In the user documentation, the following explanation was provided:
"QIIME 2 metadata is most commonly stored in a [TSV] (i.e. tab-separated values) file. These files typically have a .tsv or .txt file extension, though it doesn’t matter to QIIME 2 what file extension is used."

Is this still the case when importing sequences?
I wonder how QIIME2 recognizes file extensions in its analyzing process. Does format matter, not extension throughout the QIIME2 process?

Thank you very much.

1 Like

Hi there @microbiome_25 ,

Short answer: Yes, you can use that file.

Long answer:

File format and file extension are different things. A tabular file is a tabular file, regardless of its extension.

Yes. From the Importing data tutorial:

The manifest file is a tab-seperated (i.e., .tsv) text file. The first column defines the Sample ID, while the second (and optional third) column defines the absolute filepath to the forward (and optional reverse) reads. All of the rules and behavior of this format are inherited from the QIIME 2 Metadata format. (emphasis added by me)

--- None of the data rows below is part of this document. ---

//! Identifier → loader mapping.

use std::collections::HashMap;
use std::fmt;
use std::sync::Arc;

use super::{DataLoader, LabelLoader};

/// Which kind of loader an identifier refers to.
#[derive(Debug, Clone, Copy, PartialEq, Eq)]
pub enum LoaderKind {
    /// Scan loader
    Data,
    /// Ground-truth loader
    Label,
}

impl fmt::Display for LoaderKind {
    fn fmt(&self, f: &mut fmt::Formatter<'_>) -> fmt::Result {
        match self {
            Self::Data => write!(f, "data"),
            Self::Label => write!(f, "label"),
        }
    }
}

/// Registry of loaders addressable by the identifiers used in configuration.
///
/// Lookups happen once per resolution; the chosen implementations are then
/// carried by the resolved configuration, so collectors never dispatch on
/// the identifier strings themselves.
///
/// # Example
///
/// ```
/// use layerseg_config::loader::{LoaderRegistry, TextMatrixLoader};
///
/// let registry = LoaderRegistry::new()
///     .with_data_loader("text", TextMatrixLoader)
///     .with_label_loader("text", TextMatrixLoader);
///
/// assert!(registry.data_loader("text").is_some());
/// assert!(registry.label_loader("spectralis").is_none());
/// ```
#[derive(Clone, Default)]
pub struct LoaderRegistry {
    data: HashMap<String, Arc<dyn DataLoader>>,
    labels: HashMap<String, Arc<dyn LabelLoader>>,
}

impl fmt::Debug for LoaderRegistry {
    fn fmt(&self, f: &mut fmt::Formatter<'_>) -> fmt::Result {
        let mut data: Vec<_> = self.data.keys().collect();
        let mut labels: Vec<_> = self.labels.keys().collect();
        data.sort();
        labels.sort();
        f.debug_struct("LoaderRegistry")
            .field("data", &data)
            .field("labels", &labels)
            .finish()
    }
}

impl LoaderRegistry {
    /// Creates an empty registry.
    #[must_use]
    pub fn new() -> Self {
        Self::default()
    }

    /// Registers a data loader under `name`, replacing any previous one.
    #[must_use]
    pub fn with_data_loader(
        mut self,
        name: impl Into<String>,
        loader: impl DataLoader + 'static,
    ) -> Self {
        self.data.insert(name.into(), Arc::new(loader));
        self
    }

    /// Registers a label loader under `name`, replacing any previous one.
    #[must_use]
    pub fn with_label_loader(
        mut self,
        name: impl Into<String>,
        loader: impl LabelLoader + 'static,
    ) -> Self {
        self.labels.insert(name.into(), Arc::new(loader));
        self
    }

    /// Registers an already shared data loader.
    #[must_use]
    pub fn with_shared_data_loader(
        mut self,
        name: impl Into<String>,
        loader: Arc<dyn DataLoader>,
    ) -> Self {
        self.data.insert(name.into(), loader);
        self
    }

    /// Registers an already shared label loader.
    #[must_use]
    pub fn with_shared_label_loader(
        mut self,
        name: impl Into<String>,
        loader: Arc<dyn LabelLoader>,
    ) -> Self {
        self.labels.insert(name.into(), loader);
        self
    }

    /// Looks up a data loader by identifier.
    #[must_use]
    pub fn data_loader(&self, name: &str) -> Option<Arc<dyn DataLoader>> {
        self.data.get(name).cloned()
    }

    /// Looks up a label loader by identifier.
    #[must_use]
    pub fn label_loader(&self, name: &str) -> Option<Arc<dyn LabelLoader>> {
        self.labels.get(name).cloned()
    }
}
//! Default resolution: partial configuration + overrides + one probe read.
//!
//! Fields are resolved tier by tier; later tiers read the values already
//! resolved by earlier ones. Nothing is assembled into a [`ResolvedConfig`]
//! until every tier has succeeded.

use std::path::Path;

use ndarray::Array2;

use crate::loader::{FileEntry, LoadContext, LoaderKind, LoaderRegistry};

use super::defaults;
use super::error::{ConfigError, field};
use super::geometry::{ClipRange, RegionBounds, one_based, subsample_columns};
use super::layers::Layers;
use super::preprocessing::Preprocessing;
use super::raw::{OverrideParams, RawConfig};
use super::resolved::{PatchPosition, ResolvedConfig, ResolvedLoaders};

/// Resolves partial configurations into [`ResolvedConfig`]s.
///
/// Holds the loader registry used to turn loader identifiers into
/// implementations. Each call to [`resolve`](Self::resolve) is independent;
/// the resolver keeps no state between calls.
#[derive(Debug, Clone, Default)]
pub struct ConfigResolver {
    registry: LoaderRegistry,
}

/// Independent scalars and flags.
struct Scalars {
    patch_width: usize,
    patch_height: usize,
    verbosity: u8,
    data_loader: String,
    label_loader: String,
    print_timings: bool,
    save_appearance_terms: bool,
    compute_on_accelerator: bool,
    num_patches_per_class: usize,
    center_patches: bool,
    patch_position: PatchPosition,
    preprocessing: Preprocessing,
}

/// Scan geometry and ground-truth structure learned from the first file.
struct Probe {
    scan_width: usize,
    scan_height: usize,
    boundary_count: usize,
}

/// Boundary and layer indices used for training and prediction.
struct Ranges {
    edges_train: Vec<usize>,
    layers_train: Vec<usize>,
    edges_pred: Vec<usize>,
    layers_pred: Vec<usize>,
}

/// Column sampling and region layout.
struct Columns {
    bscan_region_bounds: Vec<RegionBounds>,
    columns_shape: Vec<Vec<usize>>,
    columns_pred: Vec<usize>,
}

impl ConfigResolver {
    /// Creates a resolver that looks loaders up in `registry`.
    #[must_use]
    pub const fn new(registry: LoaderRegistry) -> Self {
        Self { registry }
    }

    /// Returns the loader registry.
    #[must_use]
    pub const fn registry(&self) -> &LoaderRegistry {
        &self.registry
    }

    /// Resolves a configuration.
    ///
    /// Each field takes the override value if present, else the raw value,
    /// else its default. Scan geometry and boundary count are always read
    /// from `files[0]`: the data loader and the label loader are each invoked
    /// exactly once.
    ///
    /// # Errors
    ///
    /// Returns an error if:
    /// - `files` is empty
    /// - A scalar is out of range or `label_ids` does not fit the file list
    /// - A loader identifier is not registered
    /// - Clipping is enabled without a clip range, or the range exceeds the scan
    /// - A loader fails (the loader's error is passed through unchanged)
    /// - A boundary or layer index is not in the probed ground truth
    /// - Region bounds or column lists do not fit the resolved width
    pub fn resolve(
        &self,
        raw: &RawConfig,
        overrides: &OverrideParams,
        files: &[FileEntry],
        data_dir: &Path,
        label_dir: &Path,
    ) -> Result<ResolvedConfig, ConfigError> {
        let probe_file = files.first().ok_or(ConfigError::EmptyFileList)?;
        let layers = Layers::new(raw, overrides);

        let scalars = resolve_scalars(&layers)?;
        let loaders = self.resolve_loaders(&scalars)?;

        let (regions_per_volume, label_ids) = resolve_label_ids(&layers, files.len())?;

        let clip = layers.or(|c| &c.clip, defaults::CLIP);
        let clip_range = resolve_clip_range(&layers, clip)?;

        // Probe values live only in this call; the probe label id is not kept.
        let context = LoadContext {
            label_id: label_ids[[0, 0]],
            clip_range: None,
            data_dir,
            label_dir,
        };
        let probe = probe(&loaders, &probe_file.name, &context, clip_range)?;
        let layer_count = probe.boundary_count + 1;

        let ranges = resolve_ranges(&layers, probe.boundary_count, layer_count)?;
        let columns = resolve_columns(&layers, probe.scan_width, regions_per_volume)?;

        Ok(ResolvedConfig {
            data_dir: data_dir.to_path_buf(),
            label_dir: label_dir.to_path_buf(),
            patch_width: scalars.patch_width,
            patch_height: scalars.patch_height,
            verbosity: scalars.verbosity,
            data_loader: scalars.data_loader,
            label_loader: scalars.label_loader,
            print_timings: scalars.print_timings,
            save_appearance_terms: scalars.save_appearance_terms,
            compute_on_accelerator: scalars.compute_on_accelerator,
            num_patches_per_class: scalars.num_patches_per_class,
            center_patches: scalars.center_patches,
            patch_position: scalars.patch_position,
            preprocessing: scalars.preprocessing,
            regions_per_volume,
            label_ids,
            clip,
            clip_range,
            scan_width: probe.scan_width,
            scan_height: probe.scan_height,
            boundary_count: probe.boundary_count,
            layer_count,
            edges_train: ranges.edges_train,
            layers_train: ranges.layers_train,
            edges_pred: ranges.edges_pred,
            layers_pred: ranges.layers_pred,
            regions_per_bscan: columns.bscan_region_bounds.len(),
            bscan_region_bounds: columns.bscan_region_bounds,
            columns_shape: columns.columns_shape,
            columns_pred: columns.columns_pred,
            compute_data_type: defaults::compute_data_type(scalars.compute_on_accelerator),
            num_layers: layer_count,
            loaders,
        })
    }

    fn resolve_loaders(&self, scalars: &Scalars) -> Result<ResolvedLoaders, ConfigError> {
        let data = self
            .registry
            .data_loader(&scalars.data_loader)
            .ok_or_else(|| ConfigError::UnknownLoader {
                kind: LoaderKind::Data,
                name: scalars.data_loader.clone(),
            })?;

        let label = self
            .registry
            .label_loader(&scalars.label_loader)
            .ok_or_else(|| ConfigError::UnknownLoader {
                kind: LoaderKind::Label,
                name: scalars.label_loader.clone(),
            })?;

        Ok(ResolvedLoaders { data, label })
    }
}

fn resolve_scalars(layers: &Layers<'_>) -> Result<Scalars, ConfigError> {
    let patch_width =
        positive(field::PATCH_WIDTH, layers.or(|c| &c.patch_width, defaults::PATCH_WIDTH))?;
    let patch_height =
        positive(field::PATCH_HEIGHT, layers.or(|c| &c.patch_height, defaults::PATCH_HEIGHT))?;
    let num_patches_per_class = positive(
        field::NUM_PATCHES_PER_CLASS,
        layers.or(|c| &c.num_patches_per_class, defaults::NUM_PATCHES_PER_CLASS),
    )?;

    let verbosity = layers.or(|c| &c.verbosity, defaults::VERBOSITY);
    if verbosity > defaults::MAX_VERBOSITY {
        return Err(ConfigError::invalid(
            field::VERBOSITY,
            format!("{verbosity} is above the maximum of {}", defaults::MAX_VERBOSITY),
        ));
    }

    Ok(Scalars {
        patch_width,
        patch_height,
        verbosity,
        data_loader: layers.or_else(|c| &c.data_loader, || defaults::DATA_LOADER.to_string()),
        label_loader: layers.or_else(|c| &c.label_loader, || defaults::LABEL_LOADER.to_string()),
        print_timings: layers.or(|c| &c.print_timings, defaults::PRINT_TIMINGS),
        save_appearance_terms: layers
            .or(|c| &c.save_appearance_terms, defaults::SAVE_APPEARANCE_TERMS),
        compute_on_accelerator: layers
            .or(|c| &c.compute_on_accelerator, defaults::COMPUTE_ON_ACCELERATOR),
        num_patches_per_class,
        center_patches: layers.or(|c| &c.center_patches, defaults::CENTER_PATCHES),
        patch_position: layers.or(|c| &c.patch_position, defaults::PATCH_POSITION),
        preprocessing: layers.or_else(|c| &c.preprocessing, Preprocessing::default),
    })
}

fn positive(name: &'static str, value: usize) -> Result<usize, ConfigError> {
    if value == 0 {
        return Err(ConfigError::invalid(name, "must be greater than 0"));
    }
    Ok(value)
}

/// Regions per volume and the label-id matrix.
///
/// The region count follows the user-supplied `label_ids` if there is one;
/// only without it does the default of one region (2-D data) apply.
fn resolve_label_ids(
    layers: &Layers<'_>,
    num_files: usize,
) -> Result<(usize, Array2<i64>), ConfigError> {
    let explicit_regions = layers.get(|c| &c.regions_per_volume).copied();
    if explicit_regions == Some(0) {
        return Err(ConfigError::invalid(field::REGIONS_PER_VOLUME, "must be greater than 0"));
    }

    let Some(rows) = layers.get(|c| &c.label_ids) else {
        let regions = explicit_regions.unwrap_or(defaults::REGIONS_PER_VOLUME);
        return Ok((
            regions,
            Array2::from_elem((num_files, regions), defaults::LABEL_ID),
        ));
    };

    let label_ids = label_matrix(rows, num_files)?;
    let regions = label_ids.ncols();
    if let Some(explicit) = explicit_regions.filter(|&explicit| explicit != regions) {
        return Err(ConfigError::label_ids(format!(
            "{regions} columns, but regions_per_volume is {explicit}"
        )));
    }

    Ok((regions, label_ids))
}

fn label_matrix(rows: &[Vec<i64>], num_files: usize) -> Result<Array2<i64>, ConfigError> {
    if rows.len() != num_files {
        return Err(ConfigError::label_ids(format!(
            "{} rows for {num_files} input files",
            rows.len()
        )));
    }

    let cols = rows.first().map_or(0, Vec::len);
    if cols == 0 {
        return Err(ConfigError::label_ids("rows must not be empty"));
    }

    if let Some(index) = rows.iter().position(|row| row.len() != cols) {
        return Err(ConfigError::label_ids(format!(
            "row {} has {} entries, expected {cols}",
            index + 1,
            rows[index].len()
        )));
    }

    Array2::from_shape_vec((num_files, cols), rows.concat())
        .map_err(|e| ConfigError::label_ids(e.to_string()))
}

fn resolve_clip_range(layers: &Layers<'_>, clip: bool) -> Result<Option<ClipRange>, ConfigError> {
    let range = layers.get(|c| &c.clip_range).copied();

    if !clip {
        if let Some(ignored) = range {
            tracing::warn!("Clipping is disabled; ignoring clip_range {ignored}");
        }
        return Ok(None);
    }

    range.map(Some).ok_or(ConfigError::MissingClipRange)
}

/// Reads the scan, then the ground truth, of the probe file.
///
/// The clip range is checked against the native scan before the labels are
/// loaded.
fn probe(
    loaders: &ResolvedLoaders,
    file: &str,
    context: &LoadContext<'_>,
    clip_range: Option<ClipRange>,
) -> Result<Probe, ConfigError> {
    let scan = loaders.data.load_data(file, context)?;
    let (rows, cols) = scan.dim();
    if rows == 0 || cols == 0 {
        return Err(ConfigError::EmptyProbeScan {
            file: file.to_string(),
            rows,
            cols,
        });
    }

    let scan_width = match clip_range {
        Some(range) => {
            if range.left == 0 || range.left >= range.right || range.right > cols {
                return Err(ConfigError::InvalidClipRange {
                    left: range.left,
                    right: range.right,
                    width: cols,
                });
            }
            range.width()
        }
        None => cols,
    };

    let truth = loaders.label.load_labels(file, context)?;
    let boundary_count = truth.nrows();

    tracing::debug!(
        file,
        native_width = cols,
        scan_width,
        scan_height = rows,
        boundary_count,
        "Probed scan geometry"
    );

    Ok(Probe {
        scan_width,
        scan_height: rows,
        boundary_count,
    })
}

/// Boundary and layer indices, defaulting to every one the ground truth has.
///
/// Supplied indices must exist in the probed ground truth.
fn resolve_ranges(
    layers: &Layers<'_>,
    boundary_count: usize,
    layer_count: usize,
) -> Result<Ranges, ConfigError> {
    let edges_train = layers.or_else(|c| &c.edges_train, || one_based(boundary_count));
    check_indices(field::EDGES_TRAIN, "boundary", &edges_train, boundary_count)?;
    let layers_train = layers.or_else(|c| &c.layers_train, || one_based(layer_count));
    check_indices(field::LAYERS_TRAIN, "layer", &layers_train, layer_count)?;
    let edges_pred = layers.or_else(|c| &c.edges_pred, || one_based(boundary_count));
    check_indices(field::EDGES_PRED, "boundary", &edges_pred, boundary_count)?;
    let layers_pred = layers.or_else(|c| &c.layers_pred, || one_based(layer_count));
    check_indices(field::LAYERS_PRED, "layer", &layers_pred, layer_count)?;

    Ok(Ranges {
        edges_train,
        layers_train,
        edges_pred,
        layers_pred,
    })
}

fn check_indices(
    name: &'static str,
    kind: &str,
    indices: &[usize],
    count: usize,
) -> Result<(), ConfigError> {
    match indices.iter().find(|&&i| i == 0 || i > count) {
        Some(index) => Err(ConfigError::invalid(
            name,
            format!("{kind} {index} is outside 1..={count}"),
        )),
        None => Ok(()),
    }
}

fn resolve_columns(
    layers: &Layers<'_>,
    scan_width: usize,
    regions_per_volume: usize,
) -> Result<Columns, ConfigError> {
    let bscan_region_bounds =
        layers.or_else(|c| &c.bscan_region_bounds, || vec![RegionBounds::full(scan_width)]);
    if bscan_region_bounds.is_empty() {
        return Err(ConfigError::invalid(
            field::BSCAN_REGION_BOUNDS,
            "at least one region is required",
        ));
    }
    if let Some(bad) = bscan_region_bounds.iter().find(|b| !b.fits(scan_width)) {
        return Err(ConfigError::InvalidRegionBounds {
            left: bad.left,
            right: bad.right,
            width: scan_width,
        });
    }

    let columns_shape = layers.or_else(
        |c| &c.columns_shape,
        || vec![subsample_columns(scan_width); regions_per_volume],
    );
    if columns_shape.len() != regions_per_volume {
        return Err(ConfigError::invalid(
            field::COLUMNS_SHAPE,
            format!(
                "{} column lists for {regions_per_volume} regions per volume",
                columns_shape.len()
            ),
        ));
    }
    for columns in &columns_shape {
        check_columns(field::COLUMNS_SHAPE, columns, scan_width)?;
    }

    let columns_pred = layers.or_else(|c| &c.columns_pred, || subsample_columns(scan_width));
    check_columns(field::COLUMNS_PRED, &columns_pred, scan_width)?;

    Ok(Columns {
        bscan_region_bounds,
        columns_shape,
        columns_pred,
    })
}

fn check_columns(name: &'static str, columns: &[usize], width: usize) -> Result<(), ConfigError> {
    match columns.iter().find(|&&c| c == 0 || c > width) {
        Some(column) => Err(ConfigError::invalid(
            name,
            format!("column {column} is outside 1..={width}"),
        )),
        None => Ok(()),
    }
}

QIIME 2 does not check if the filename ends in .tsv or .txt before importing. It only checks that the format is tabular.

File extension is simply a part of the filename commonly used to imply information about the way data might be stored in that file. It is normally delimited from the rest of the filename with a ".", e.g. file.tsv. Windows systems actively rely on file extensions for suggesting programs to open files, and they even hide file extensions by default in the file explorer (which I think is the main reason why people don't really understand what file extensions are).

Don't think of a file extension as something "special", it is simply a part of the filename. You can have your tabular formatted file (TSV) with the filename data.pdf and your machine won't complain (it will probably suggest you to open it with a PDF viewer, but you can still open it with any program you want). You can also name it data, or data.tsv.txt, or data.extension.i.just.made.up, and the file will still be a tabular file that QIIME 2 will accept.

You can feed QIIME 2 directly with that file as long as it's tabular. If you want to have it with .tsv extension, not sure about Excel but you should be able to rename your file (file extension included) while saving it. If not possible, you can rename it afterwards. If you are on Windows, you will probably have to go to the file explorer and do View -> Show -> File extensions in order to see them and modify them with right-click -> Rename.

Cheers!

Sergio

2 Likes

Thank you for your detailed explanation.
I now understand the file extension better.
I will continue using the .txt file for my research analysis.
I appreciate your support.

2 Likes

This topic was automatically closed 31 days after the last reply. New replies are no longer allowed.